Papillary thyroid carcinoma (PTC) is the most common endocrine malignancy in the worlds. Long non-coding RNA X-inactive specific transcript (XIST) was found to upregulate in PTC tissues and cell lines. However, the molecular mechanism underlying PTC metastasis and whether XIST plays regulatory role in PTC are still largely unknown. qRT-PCR was performed to detect the expression of lncRNA XIST and mRNAs. Western blotting was carried out to detect CLDN1, MMP2, and MMP9. Transwell assay was used to detect migration and invasion. Starbase bioinformatics prediction and luciferase assay were used to validate the relationship of miR-101-3p and XIST or CLDN1. LncRNA XIST was upregulated in PTC tissues and cells. XIST knockdown suppressed migration and invasion of PTC cells. XIST could directly bind with miR-101-3p. Overexpression of miR-101-3p suppressed migration and invasion of PTC cells.
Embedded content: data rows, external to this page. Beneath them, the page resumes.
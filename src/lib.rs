#![no_std]
#![doc = include_str!("../README.md")]
#![warn(missing_docs)]

pub mod bitfield;
pub mod hmc5883l;
pub mod interface;
pub mod mpu6050;
pub mod registers;
pub mod sensors;

// Re-export main types
pub use bitfield::{BitFieldError, Bits};
pub use hmc5883l::{
    Hmc5883lDriver, Hmc5883lIdentity, MagDataGauss, MagReading, MagSelfTestOutcome,
    MagSelfTestReport, Status,
};
pub use interface::{I2cInterface, RegisterBus};
pub use mpu6050::{
    AccelDataG, GyroDataDps, Mpu6050Driver, Mpu6050Identity, SelfTestOutcome, SelfTestReport,
};
pub use sensors::{
    AccelFullScale, Axis, DlpfMode, GyroFullScale, LowPowerWakeRate, MagGain, MeasurementBias,
    OperatingMode, OutputRate, SampleAveraging,
};

/// MPU-6050 I2C address when AD0 pin is low (default: 0x68)
///
/// This is the most common configuration. The AD0 pin is typically pulled low
/// or left floating. Use [`I2cInterface::default()`] for this configuration.
pub const MPU6050_ADDRESS_AD0_LOW: u8 = 0x68;

/// MPU-6050 I2C address when AD0 pin is high (alternative: 0x69)
///
/// Use this address when the AD0 pin is explicitly pulled high to VDD.
/// Use [`I2cInterface::alternative()`] for this configuration.
pub const MPU6050_ADDRESS_AD0_HIGH: u8 = 0x69;

/// HMC5883L I2C address (fixed: 0x1E)
///
/// The HMC5883L has no address pin; every device responds at 0x1E.
/// Use [`I2cInterface::magnetometer()`] for this configuration.
pub const HMC5883L_ADDRESS: u8 = 0x1E;

/// Expected value of the MPU-6050 `WHO_AM_I` register
pub const MPU6050_WHO_AM_I_VALUE: u8 = 0x68;

/// Expected values of the HMC5883L identification registers A/B/C ("H43")
pub const HMC5883L_IDENTIFICATION: [u8; 3] = [0x48, 0x34, 0x33];

/// Driver errors
#[derive(Debug, Clone, Copy, PartialEq, Eq)]
#[cfg_attr(feature = "defmt", derive(defmt::Format))]
pub enum Error<E> {
    /// Communication error with the device
    Bus(E),
    /// A requested value has no encoding in the register's value table, or a
    /// bit span falls outside its register
    InvalidArgument,
}

impl<E> From<E> for Error<E> {
    fn from(error: E) -> Self {
        Self::Bus(error)
    }
}
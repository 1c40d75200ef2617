//! Typed configuration values and their bit encodings
//!
//! One sub-module per sensor. Every enum here is a closed value table with
//! both directions of the mapping: `bits()` encodes a value for a setter,
//! `from_bits()` decodes a register field for a getter and returns `None`
//! for reserved or out-of-table patterns.

pub mod accelerometer;
pub mod gyroscope;
pub mod magnetometer;

pub use accelerometer::AccelFullScale;
pub use gyroscope::{DlpfMode, GyroFullScale};
pub use magnetometer::{MagGain, MeasurementBias, OperatingMode, OutputRate, SampleAveraging};

/// Measurement axis selector shared by all three sensors
#[derive(Debug, Clone, Copy, PartialEq, Eq)]
#[cfg_attr(feature = "defmt", derive(defmt::Format))]
pub enum Axis {
    /// X axis
    X,
    /// Y axis
    Y,
    /// Z axis
    Z,
}

impl Axis {
    /// All three axes, in X, Y, Z order
    pub const ALL: [Axis; 3] = [Axis::X, Axis::Y, Axis::Z];
}

/// MPU-6050 low-power cycle wake-up frequency (LP_WAKE_CTRL)
#[derive(Debug, Clone, Copy, PartialEq, Eq)]
#[cfg_attr(feature = "defmt", derive(defmt::Format))]
pub enum LowPowerWakeRate {
    /// Wake at 1.25 Hz
    Hz1_25 = 0,
    /// Wake at 5 Hz
    Hz5 = 1,
    /// Wake at 20 Hz
    Hz20 = 2,
    /// Wake at 40 Hz
    Hz40 = 3,
}

impl LowPowerWakeRate {
    /// The 2-bit LP_WAKE_CTRL encoding
    #[must_use]
    pub const fn bits(self) -> u8 {
        self as u8
    }

    /// Decode a 2-bit LP_WAKE_CTRL field
    #[must_use]
    pub const fn from_bits(bits: u8) -> Option<Self> {
        match bits {
            0 => Some(Self::Hz1_25),
            1 => Some(Self::Hz5),
            2 => Some(Self::Hz20),
            3 => Some(Self::Hz40),
            _ => None,
        }
    }

    /// Wake-up frequency in Hz
    #[must_use]
    pub const fn frequency_hz(self) -> f32 {
        match self {
            Self::Hz1_25 => 1.25,
            Self::Hz5 => 5.0,
            Self::Hz20 => 20.0,
            Self::Hz40 => 40.0,
        }
    }
}
//! Driver for the InvenSense MPU-6050 6-axis inertial sensor
//!
//! The driver owns a [`RegisterBus`] and caches the scale factors derived
//! from the configuration registers: gyroscope LSB/(°/s), accelerometer
//! LSB/g, and the sample rate. Every configuration change goes through
//! [`modify_register_field`](Mpu6050Driver::modify_register_field) so only
//! the named bit span of the target register is touched.

use libm::{fabsf, powf};

use crate::bitfield::{self, Bits};
use crate::interface::RegisterBus;
use crate::registers::mpu6050 as reg;
use crate::sensors::{AccelFullScale, Axis, DlpfMode, GyroFullScale, LowPowerWakeRate};
use crate::{Error, MPU6050_WHO_AM_I_VALUE};

/// Self-test pass band: response within ±14 % of the factory trim
const SELF_TEST_TOLERANCE_PCT: f32 = 14.0;

/// Gyroscope data in degrees per second
#[derive(Debug, Clone, Copy, PartialEq)]
#[cfg_attr(feature = "defmt", derive(defmt::Format))]
pub struct GyroDataDps {
    /// X-axis rotation (°/s)
    pub x: f32,
    /// Y-axis rotation (°/s)
    pub y: f32,
    /// Z-axis rotation (°/s)
    pub z: f32,
}

/// Accelerometer data in g
#[derive(Debug, Clone, Copy, PartialEq)]
#[cfg_attr(feature = "defmt", derive(defmt::Format))]
pub struct AccelDataG {
    /// X-axis acceleration (g)
    pub x: f32,
    /// Y-axis acceleration (g)
    pub y: f32,
    /// Z-axis acceleration (g)
    pub z: f32,
}

/// Result of reading the `WHO_AM_I` register
///
/// A mismatch is an expected outcome (wrong wiring, a different part on the
/// same address), not a bus fault, so it is reported rather than raised.
#[derive(Debug, Clone, Copy, PartialEq, Eq)]
#[cfg_attr(feature = "defmt", derive(defmt::Format))]
pub struct Mpu6050Identity {
    /// Raw register content
    pub value: u8,
}

impl Mpu6050Identity {
    /// Whether the register read back the MPU-6050 signature (0x68)
    #[must_use]
    pub const fn is_match(self) -> bool {
        self.value == MPU6050_WHO_AM_I_VALUE
    }
}

/// Outcome of a single-axis self-test
///
/// An out-of-tolerance response is an expected operating condition; it sets
/// [`passed`](Self::passed) to `false` but is never an `Err`.
#[derive(Debug, Clone, Copy, PartialEq)]
#[cfg_attr(feature = "defmt", derive(defmt::Format))]
pub struct SelfTestOutcome {
    /// Tested axis
    pub axis: Axis,
    /// Self-test response: raw LSB delta between stimulated and baseline
    /// readings
    pub response: f32,
    /// Factory trim value decoded from the SELF_TEST registers (raw LSB)
    pub factory_trim: f32,
    /// Deviation of the response from the factory trim, in percent
    pub deviation_pct: f32,
    /// Whether the deviation is within the ±14 % band
    pub passed: bool,
}

/// Self-test outcomes for all three axes of one sensor
#[derive(Debug, Clone, Copy, PartialEq)]
#[cfg_attr(feature = "defmt", derive(defmt::Format))]
pub struct SelfTestReport {
    /// X-axis outcome
    pub x: SelfTestOutcome,
    /// Y-axis outcome
    pub y: SelfTestOutcome,
    /// Z-axis outcome
    pub z: SelfTestOutcome,
}

impl SelfTestReport {
    /// Whether every axis passed
    #[must_use]
    pub const fn all_passed(&self) -> bool {
        self.x.passed && self.y.passed && self.z.passed
    }
}

/// Driver for one MPU-6050 device
pub struct Mpu6050Driver<B> {
    bus: B,
    gyro_lsb: f32,
    accel_lsb: f32,
    sample_rate_khz: f32,
}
CLDN1 was the target of miR-101-3p, and overexpression of CLDN1 can reverse the inhibition of cell migration and invasion by miR-101-3p, What's more, miR-101-3p inhibition and CLDN1 overexpression can reverse the affection of sh-XIST on migration and invasion of PTC cells inhibition. XIST promotes migration and invasion of papillary thyroid cancer cell via directly regulating miR-101-3p/CLDN1 axis, which is a novel mechanistic of XIST in the regulation of PTC.